* _SOURCE RECORDS_:
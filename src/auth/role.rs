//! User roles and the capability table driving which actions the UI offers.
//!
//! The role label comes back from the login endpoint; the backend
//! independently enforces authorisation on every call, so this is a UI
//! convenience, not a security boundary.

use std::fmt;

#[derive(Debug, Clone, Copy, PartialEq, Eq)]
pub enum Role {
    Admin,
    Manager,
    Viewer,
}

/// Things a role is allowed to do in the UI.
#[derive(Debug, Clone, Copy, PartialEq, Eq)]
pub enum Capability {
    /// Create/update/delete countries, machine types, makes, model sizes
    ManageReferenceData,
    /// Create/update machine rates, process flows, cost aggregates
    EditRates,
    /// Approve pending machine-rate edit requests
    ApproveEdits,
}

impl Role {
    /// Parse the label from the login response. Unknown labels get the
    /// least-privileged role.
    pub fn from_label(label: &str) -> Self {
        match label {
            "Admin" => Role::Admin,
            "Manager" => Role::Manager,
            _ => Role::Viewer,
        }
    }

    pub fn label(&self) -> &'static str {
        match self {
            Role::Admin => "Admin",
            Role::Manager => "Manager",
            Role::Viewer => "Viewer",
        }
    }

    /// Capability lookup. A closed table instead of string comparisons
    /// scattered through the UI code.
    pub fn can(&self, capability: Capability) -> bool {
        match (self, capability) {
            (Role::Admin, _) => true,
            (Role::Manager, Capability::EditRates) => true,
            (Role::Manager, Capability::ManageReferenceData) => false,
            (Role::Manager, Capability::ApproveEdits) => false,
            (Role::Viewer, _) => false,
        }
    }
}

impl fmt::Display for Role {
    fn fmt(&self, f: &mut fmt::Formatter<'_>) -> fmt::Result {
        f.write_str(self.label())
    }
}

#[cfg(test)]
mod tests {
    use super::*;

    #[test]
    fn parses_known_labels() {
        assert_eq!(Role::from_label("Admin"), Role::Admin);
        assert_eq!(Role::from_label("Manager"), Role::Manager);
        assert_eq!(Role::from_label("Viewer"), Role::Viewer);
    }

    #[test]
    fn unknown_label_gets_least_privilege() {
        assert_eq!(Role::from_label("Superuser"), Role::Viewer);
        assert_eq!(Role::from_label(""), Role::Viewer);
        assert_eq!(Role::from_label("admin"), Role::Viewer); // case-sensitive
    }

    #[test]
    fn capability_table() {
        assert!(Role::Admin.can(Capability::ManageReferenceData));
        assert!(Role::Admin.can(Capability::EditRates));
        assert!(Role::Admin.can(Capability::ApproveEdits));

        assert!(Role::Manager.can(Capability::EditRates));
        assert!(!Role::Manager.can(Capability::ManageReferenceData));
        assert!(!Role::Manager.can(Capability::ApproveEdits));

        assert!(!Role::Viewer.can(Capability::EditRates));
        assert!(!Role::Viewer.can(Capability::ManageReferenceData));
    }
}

* * *

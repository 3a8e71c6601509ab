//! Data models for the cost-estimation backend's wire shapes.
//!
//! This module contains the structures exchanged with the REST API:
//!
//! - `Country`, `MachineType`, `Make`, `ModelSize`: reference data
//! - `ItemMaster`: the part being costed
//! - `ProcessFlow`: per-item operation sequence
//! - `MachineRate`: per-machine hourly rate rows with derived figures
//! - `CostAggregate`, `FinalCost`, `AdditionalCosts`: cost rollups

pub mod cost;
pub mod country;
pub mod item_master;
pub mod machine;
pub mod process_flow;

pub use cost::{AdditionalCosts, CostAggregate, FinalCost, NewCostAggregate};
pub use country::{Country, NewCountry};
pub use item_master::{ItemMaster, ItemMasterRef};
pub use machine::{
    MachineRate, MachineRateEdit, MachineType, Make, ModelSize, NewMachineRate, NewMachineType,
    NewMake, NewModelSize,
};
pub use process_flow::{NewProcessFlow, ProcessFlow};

* _TASK STATEMENT_: Report how many lines in the material above include "false", and give no other words.

* _ANSWER TO THIS EXERCISE_: 3